What prevents the USA from going to war with China?
As much as the American empire dreams of adding China to its rolls of "rogue states"—a term habitually pinned on any country that has the temerity to refuse to be absorbed into its orbit—it's a fantasy that will never come true.
Regardless of the rabid excitement of Pompeo, Bolton, and the rest of their kind, who lick their chops at the very prospect, the fact is straightforward: China isn't pushover material.
This is not a poor, fractured country that can be rolled over in the name of "liberation." China is a nuclear superpower with a powerful military, a unified government, and a fanatically patriotic populace.
You think roadside IEDs in Iraq are problematic?
You think previous wars' PTSD and amputations were bad?
Do consider launching an invasion into a country of more than one billion humans—most of whom retain generational wounds from the "Century of Humiliation," and seethe at the constant disinformation, interference, and scorn emanating from Washington
If that were to happen, I have no doubt the reaction would be brutal. Entire cities would become battlefields. Millions would fight back.

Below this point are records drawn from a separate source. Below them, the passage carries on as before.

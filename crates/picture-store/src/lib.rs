//! Document persistence for picture metadata.
//!
//! Documents are JSON objects addressed by `(collection, id)`. The only write
//! operation is a merge-upsert: a missing document is created, an existing
//! one has the supplied fields overwritten while every other field is kept.
//! Merging follows JSON merge-patch rules (RFC 7396), so a `null` field
//! removes the member and nested objects are merged recursively.
//!
//! Two stores are provided: [`Database`] persists into SQLite through sqlx,
//! [`MemoryDocumentStore`] keeps everything in process memory.

use std::sync::Arc;

use async_trait::async_trait;
use chrono::{DateTime, Utc};
use serde::{Deserialize, Serialize};
use serde_json::{Map, Value};
use thiserror::Error;

mod memory;
mod sqlite;

pub use memory::MemoryDocumentStore;
pub use sqlite::Database;

/// Collection holding one document per analysed picture.
pub const PICTURES_COLLECTION: &str = "pictures";

/// A stored document body.
pub type Document = Map<String, Value>;

#[derive(Error, Debug)]
pub enum StoreError {
    #[error("database error: {0}")]
    Database(#[from] sqlx::Error),

    #[error("migration failed: {0}")]
    Migrate(#[from] sqlx::migrate::MigrateError),

    #[error("invalid document body: {0}")]
    Json(#[from] serde_json::Error),

    #[error("document {collection}/{id} is not a JSON object")]
    NotAnObject { collection: String, id: String },
}

/// Key-addressed document storage with merge-upsert writes.
#[async_trait]
pub trait DocumentStore: Send + Sync {
    /// Creates `collection/id` from `fields`, or merges `fields` into the
    /// existing document. Applied atomically per document.
    async fn merge_upsert(
        &self,
        collection: &str,
        id: &str,
        fields: Document,
    ) -> Result<(), StoreError>;

    async fn get(&self, collection: &str, id: &str) -> Result<Option<Document>, StoreError>;
}

/// Applies `patch` onto `target` with JSON merge-patch semantics.
pub fn merge_patch(target: &mut Document, patch: Document) {
    for (key, value) in patch {
        match value {
            Value::Null => {
                target.remove(&key);
            }
            Value::Object(nested) => {
                let entry = target
                    .entry(key)
                    .or_insert_with(|| Value::Object(Document::new()));
                if !entry.is_object() {
                    *entry = Value::Object(Document::new());
                }
                if let Value::Object(existing) = entry {
                    merge_patch(existing, nested);
                }
            }
            other => {
                target.insert(key, other);
            }
        }
    }
}

/// Metadata kept for a picture that passed the safety gate.
#[derive(Debug, Clone, PartialEq, Serialize, Deserialize)]
pub struct PictureRecord {
    /// Label descriptions, most confident first.
    pub labels: Vec<String>,
    /// Dominant color as `#rrggbb`.
    pub color: String,
    pub created: DateTime<Utc>,
}

impl PictureRecord {
    pub fn new(labels: Vec<String>, color: impl Into<String>) -> Self {
        Self {
            labels,
            color: color.into(),
            created: Utc::now(),
        }
    }

    pub fn to_document(&self) -> Result<Document, StoreError> {
        let mut fields = Document::new();
        fields.insert("labels".into(), serde_json::to_value(&self.labels)?);
        fields.insert("color".into(), Value::String(self.color.clone()));
        fields.insert("created".into(), serde_json::to_value(self.created)?);
        Ok(fields)
    }
}

/// Typed access to the `pictures` collection.
#[derive(Clone)]
pub struct PictureCatalog {
    store: Arc<dyn DocumentStore>,
}

impl PictureCatalog {
    pub fn new(store: Arc<dyn DocumentStore>) -> Self {
        Self { store }
    }

    /// Merge-upserts `record` under the picture's object name.
    pub async fn save(&self, name: &str, record: &PictureRecord) -> Result<(), StoreError> {
        self.store
            .merge_upsert(PICTURES_COLLECTION, name, record.to_document()?)
            .await
    }

    pub async fn fetch(&self, name: &str) -> Result<Option<PictureRecord>, StoreError> {
        self.store
            .get(PICTURES_COLLECTION, name)
            .await?
            .map(|fields| serde_json::from_value(Value::Object(fields)).map_err(StoreError::from))
            .transpose()
    }
}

Not only the People's Liberation Army—disciplined and 1.6 million strong—but everyday citizens would fight tooth and nail. Guerrilla warfare, makeshift explosives, poisoned supplies, booby-trapped roads, and an unrelenting will to defend their homeland would make American losses staggering.
And this is only considering civilian resistance.
The official Chinese army, with its huge reserves, would be the most disciplined, resourceful, and determined foe the U.S. has ever faced. Many of them would proudly die if it meant making China independent.
In comparison with such a war, Vietnam would be reminiscent of a tranquil past.
The sentiment is that the truth is, American public opinion would break under the weight of the casualties long before Chinese morale would. Because the Chinese people—who have endured colonialism and sworn "never again"—will not give up their future.